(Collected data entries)
=-=-=

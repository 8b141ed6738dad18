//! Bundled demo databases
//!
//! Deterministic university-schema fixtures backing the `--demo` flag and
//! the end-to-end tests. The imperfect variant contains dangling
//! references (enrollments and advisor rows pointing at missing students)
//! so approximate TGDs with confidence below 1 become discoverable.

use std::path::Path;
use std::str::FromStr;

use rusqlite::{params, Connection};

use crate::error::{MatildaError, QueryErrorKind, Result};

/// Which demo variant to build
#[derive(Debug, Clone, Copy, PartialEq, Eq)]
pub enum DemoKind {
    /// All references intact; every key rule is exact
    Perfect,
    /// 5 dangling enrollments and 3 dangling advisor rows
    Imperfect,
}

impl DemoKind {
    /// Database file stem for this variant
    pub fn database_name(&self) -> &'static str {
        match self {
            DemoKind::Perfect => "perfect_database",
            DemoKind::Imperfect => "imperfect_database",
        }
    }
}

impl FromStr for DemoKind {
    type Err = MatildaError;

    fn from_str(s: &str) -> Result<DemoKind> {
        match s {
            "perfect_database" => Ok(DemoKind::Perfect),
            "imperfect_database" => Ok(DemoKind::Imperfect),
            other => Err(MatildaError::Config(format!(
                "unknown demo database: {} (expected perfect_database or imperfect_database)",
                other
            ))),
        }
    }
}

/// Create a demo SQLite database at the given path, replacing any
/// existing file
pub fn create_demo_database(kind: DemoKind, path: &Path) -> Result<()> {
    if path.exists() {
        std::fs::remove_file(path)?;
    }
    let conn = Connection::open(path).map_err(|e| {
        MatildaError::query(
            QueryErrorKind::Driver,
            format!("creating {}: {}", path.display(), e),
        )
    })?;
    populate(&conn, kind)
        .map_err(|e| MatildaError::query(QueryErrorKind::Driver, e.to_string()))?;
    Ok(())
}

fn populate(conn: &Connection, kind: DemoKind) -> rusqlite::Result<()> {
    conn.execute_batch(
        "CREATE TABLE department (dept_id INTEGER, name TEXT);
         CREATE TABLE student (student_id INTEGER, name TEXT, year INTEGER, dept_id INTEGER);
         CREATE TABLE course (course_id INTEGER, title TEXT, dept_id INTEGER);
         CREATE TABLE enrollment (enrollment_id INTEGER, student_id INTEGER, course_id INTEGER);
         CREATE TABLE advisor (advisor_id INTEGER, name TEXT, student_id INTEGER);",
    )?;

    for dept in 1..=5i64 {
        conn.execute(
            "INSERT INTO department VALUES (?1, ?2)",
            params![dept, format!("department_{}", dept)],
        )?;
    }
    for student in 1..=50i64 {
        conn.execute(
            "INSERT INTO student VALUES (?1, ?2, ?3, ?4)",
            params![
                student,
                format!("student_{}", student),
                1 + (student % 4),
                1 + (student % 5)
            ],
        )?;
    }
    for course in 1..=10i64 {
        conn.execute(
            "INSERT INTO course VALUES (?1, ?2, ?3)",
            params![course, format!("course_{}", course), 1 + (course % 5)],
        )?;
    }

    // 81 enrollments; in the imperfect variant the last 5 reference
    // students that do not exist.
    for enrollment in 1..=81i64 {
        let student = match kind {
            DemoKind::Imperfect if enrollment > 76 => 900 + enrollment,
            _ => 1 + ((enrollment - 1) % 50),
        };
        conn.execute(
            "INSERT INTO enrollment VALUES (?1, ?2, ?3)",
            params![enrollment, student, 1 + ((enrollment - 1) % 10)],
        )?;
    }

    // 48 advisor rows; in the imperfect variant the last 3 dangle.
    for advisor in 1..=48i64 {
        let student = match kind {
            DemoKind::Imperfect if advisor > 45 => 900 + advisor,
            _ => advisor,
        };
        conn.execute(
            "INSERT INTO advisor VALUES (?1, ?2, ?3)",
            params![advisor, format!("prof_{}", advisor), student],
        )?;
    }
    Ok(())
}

=-=-=

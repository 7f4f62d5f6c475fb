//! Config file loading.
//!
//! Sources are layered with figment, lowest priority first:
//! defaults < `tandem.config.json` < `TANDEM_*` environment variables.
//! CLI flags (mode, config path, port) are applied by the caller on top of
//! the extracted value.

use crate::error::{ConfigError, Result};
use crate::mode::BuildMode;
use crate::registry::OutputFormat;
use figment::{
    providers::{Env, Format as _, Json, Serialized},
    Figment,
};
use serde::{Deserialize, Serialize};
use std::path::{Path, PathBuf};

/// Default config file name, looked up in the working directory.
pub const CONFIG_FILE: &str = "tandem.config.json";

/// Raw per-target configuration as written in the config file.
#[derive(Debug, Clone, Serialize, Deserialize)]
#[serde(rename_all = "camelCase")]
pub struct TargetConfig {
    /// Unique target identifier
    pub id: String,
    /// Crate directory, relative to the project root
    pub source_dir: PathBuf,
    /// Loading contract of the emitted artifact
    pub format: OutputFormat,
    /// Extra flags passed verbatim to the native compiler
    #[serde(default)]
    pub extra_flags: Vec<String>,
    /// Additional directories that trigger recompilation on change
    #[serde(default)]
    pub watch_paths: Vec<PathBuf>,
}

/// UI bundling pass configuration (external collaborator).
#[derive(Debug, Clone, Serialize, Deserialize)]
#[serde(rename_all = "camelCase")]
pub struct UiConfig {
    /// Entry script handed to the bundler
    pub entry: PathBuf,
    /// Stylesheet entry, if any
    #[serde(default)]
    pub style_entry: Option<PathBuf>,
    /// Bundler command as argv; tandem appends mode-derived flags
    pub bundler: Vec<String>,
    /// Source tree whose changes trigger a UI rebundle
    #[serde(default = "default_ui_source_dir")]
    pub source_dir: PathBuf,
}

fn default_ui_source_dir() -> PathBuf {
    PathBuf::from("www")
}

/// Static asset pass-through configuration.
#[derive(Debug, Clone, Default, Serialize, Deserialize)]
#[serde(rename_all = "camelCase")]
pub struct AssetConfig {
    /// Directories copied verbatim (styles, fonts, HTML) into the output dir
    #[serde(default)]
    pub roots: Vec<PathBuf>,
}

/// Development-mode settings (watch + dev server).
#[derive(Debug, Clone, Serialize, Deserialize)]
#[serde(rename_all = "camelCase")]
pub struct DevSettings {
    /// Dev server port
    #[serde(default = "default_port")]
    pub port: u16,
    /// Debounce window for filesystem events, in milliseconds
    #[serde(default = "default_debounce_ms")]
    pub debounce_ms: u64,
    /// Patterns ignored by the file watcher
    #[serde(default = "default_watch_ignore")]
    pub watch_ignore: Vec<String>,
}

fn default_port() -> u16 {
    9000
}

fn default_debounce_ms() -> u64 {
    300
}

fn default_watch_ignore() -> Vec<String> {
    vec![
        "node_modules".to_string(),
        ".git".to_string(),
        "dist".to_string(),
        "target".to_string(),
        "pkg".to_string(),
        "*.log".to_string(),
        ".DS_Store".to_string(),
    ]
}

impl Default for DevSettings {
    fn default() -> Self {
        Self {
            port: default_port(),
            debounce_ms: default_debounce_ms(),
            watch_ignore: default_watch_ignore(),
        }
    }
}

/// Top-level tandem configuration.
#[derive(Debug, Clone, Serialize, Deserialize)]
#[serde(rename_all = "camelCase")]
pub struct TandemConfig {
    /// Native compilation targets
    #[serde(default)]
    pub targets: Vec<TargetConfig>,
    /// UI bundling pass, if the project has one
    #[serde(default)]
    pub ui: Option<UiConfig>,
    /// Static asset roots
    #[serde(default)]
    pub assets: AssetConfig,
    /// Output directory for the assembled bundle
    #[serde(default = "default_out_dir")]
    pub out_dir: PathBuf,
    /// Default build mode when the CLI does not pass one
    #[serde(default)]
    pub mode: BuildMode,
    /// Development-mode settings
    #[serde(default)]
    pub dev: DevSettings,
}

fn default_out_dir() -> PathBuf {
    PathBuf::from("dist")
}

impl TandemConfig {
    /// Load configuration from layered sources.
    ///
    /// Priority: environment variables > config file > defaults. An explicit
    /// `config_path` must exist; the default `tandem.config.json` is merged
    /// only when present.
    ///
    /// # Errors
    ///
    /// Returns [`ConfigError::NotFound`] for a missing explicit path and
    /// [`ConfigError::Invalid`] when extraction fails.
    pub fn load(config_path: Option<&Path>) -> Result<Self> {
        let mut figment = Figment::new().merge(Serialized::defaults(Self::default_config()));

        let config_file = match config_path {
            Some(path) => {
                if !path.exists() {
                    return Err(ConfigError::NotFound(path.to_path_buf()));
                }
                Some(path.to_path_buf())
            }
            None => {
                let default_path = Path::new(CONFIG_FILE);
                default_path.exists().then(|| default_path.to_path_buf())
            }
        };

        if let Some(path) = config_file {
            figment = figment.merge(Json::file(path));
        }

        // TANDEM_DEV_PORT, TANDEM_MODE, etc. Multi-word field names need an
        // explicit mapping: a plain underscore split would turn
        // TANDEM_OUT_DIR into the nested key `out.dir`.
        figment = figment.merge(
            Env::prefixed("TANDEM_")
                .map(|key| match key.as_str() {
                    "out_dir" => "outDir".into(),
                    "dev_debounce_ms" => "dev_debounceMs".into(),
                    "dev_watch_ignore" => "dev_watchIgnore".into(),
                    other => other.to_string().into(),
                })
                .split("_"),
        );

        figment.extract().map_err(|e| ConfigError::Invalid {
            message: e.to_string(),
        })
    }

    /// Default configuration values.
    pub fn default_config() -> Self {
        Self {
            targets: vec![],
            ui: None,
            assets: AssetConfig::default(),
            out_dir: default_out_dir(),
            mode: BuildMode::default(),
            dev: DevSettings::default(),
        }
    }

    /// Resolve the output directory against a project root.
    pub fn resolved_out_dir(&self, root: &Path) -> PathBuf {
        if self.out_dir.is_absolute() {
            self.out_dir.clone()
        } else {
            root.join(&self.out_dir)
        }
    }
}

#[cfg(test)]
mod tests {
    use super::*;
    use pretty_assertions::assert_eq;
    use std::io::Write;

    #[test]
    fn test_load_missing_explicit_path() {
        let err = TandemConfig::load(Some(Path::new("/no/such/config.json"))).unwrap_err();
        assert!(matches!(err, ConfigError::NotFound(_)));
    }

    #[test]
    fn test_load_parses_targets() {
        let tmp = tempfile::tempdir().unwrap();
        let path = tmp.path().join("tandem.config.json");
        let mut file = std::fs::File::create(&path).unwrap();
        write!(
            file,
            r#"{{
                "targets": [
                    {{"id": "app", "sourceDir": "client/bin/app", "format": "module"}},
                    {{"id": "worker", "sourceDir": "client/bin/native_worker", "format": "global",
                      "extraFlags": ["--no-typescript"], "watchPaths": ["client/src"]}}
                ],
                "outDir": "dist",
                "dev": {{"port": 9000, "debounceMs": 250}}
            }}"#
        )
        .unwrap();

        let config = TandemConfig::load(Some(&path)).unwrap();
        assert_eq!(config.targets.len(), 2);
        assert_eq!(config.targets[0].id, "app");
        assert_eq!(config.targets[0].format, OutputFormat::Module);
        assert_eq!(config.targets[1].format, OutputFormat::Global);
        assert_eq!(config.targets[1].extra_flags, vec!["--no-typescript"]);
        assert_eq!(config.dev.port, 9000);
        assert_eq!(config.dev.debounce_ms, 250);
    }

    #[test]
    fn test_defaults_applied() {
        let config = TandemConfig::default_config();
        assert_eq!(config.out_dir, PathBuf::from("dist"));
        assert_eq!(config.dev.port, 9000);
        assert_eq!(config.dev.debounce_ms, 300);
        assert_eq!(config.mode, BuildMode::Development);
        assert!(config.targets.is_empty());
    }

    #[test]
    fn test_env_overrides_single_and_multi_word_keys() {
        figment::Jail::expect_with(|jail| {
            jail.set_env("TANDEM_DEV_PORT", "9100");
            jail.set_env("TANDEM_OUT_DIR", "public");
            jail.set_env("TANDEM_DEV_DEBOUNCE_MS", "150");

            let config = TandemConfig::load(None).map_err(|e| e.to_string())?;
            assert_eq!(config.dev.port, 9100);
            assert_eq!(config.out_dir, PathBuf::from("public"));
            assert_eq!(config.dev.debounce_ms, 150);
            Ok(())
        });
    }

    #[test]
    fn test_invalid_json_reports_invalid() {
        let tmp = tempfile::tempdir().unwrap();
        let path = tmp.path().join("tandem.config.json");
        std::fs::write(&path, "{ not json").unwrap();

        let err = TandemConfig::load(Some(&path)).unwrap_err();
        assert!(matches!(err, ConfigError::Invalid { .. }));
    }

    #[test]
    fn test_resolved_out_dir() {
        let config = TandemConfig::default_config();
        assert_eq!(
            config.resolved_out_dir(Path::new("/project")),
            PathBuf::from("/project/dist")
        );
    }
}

=-=-=

:: EXERCISE AIM ::
What is needed is each line of the entries that contains the word "repository".

:: REPLY TO THE EXERCISE ::
repository 8b141ed6738dad18
repository 7f4f62d5f6c475fb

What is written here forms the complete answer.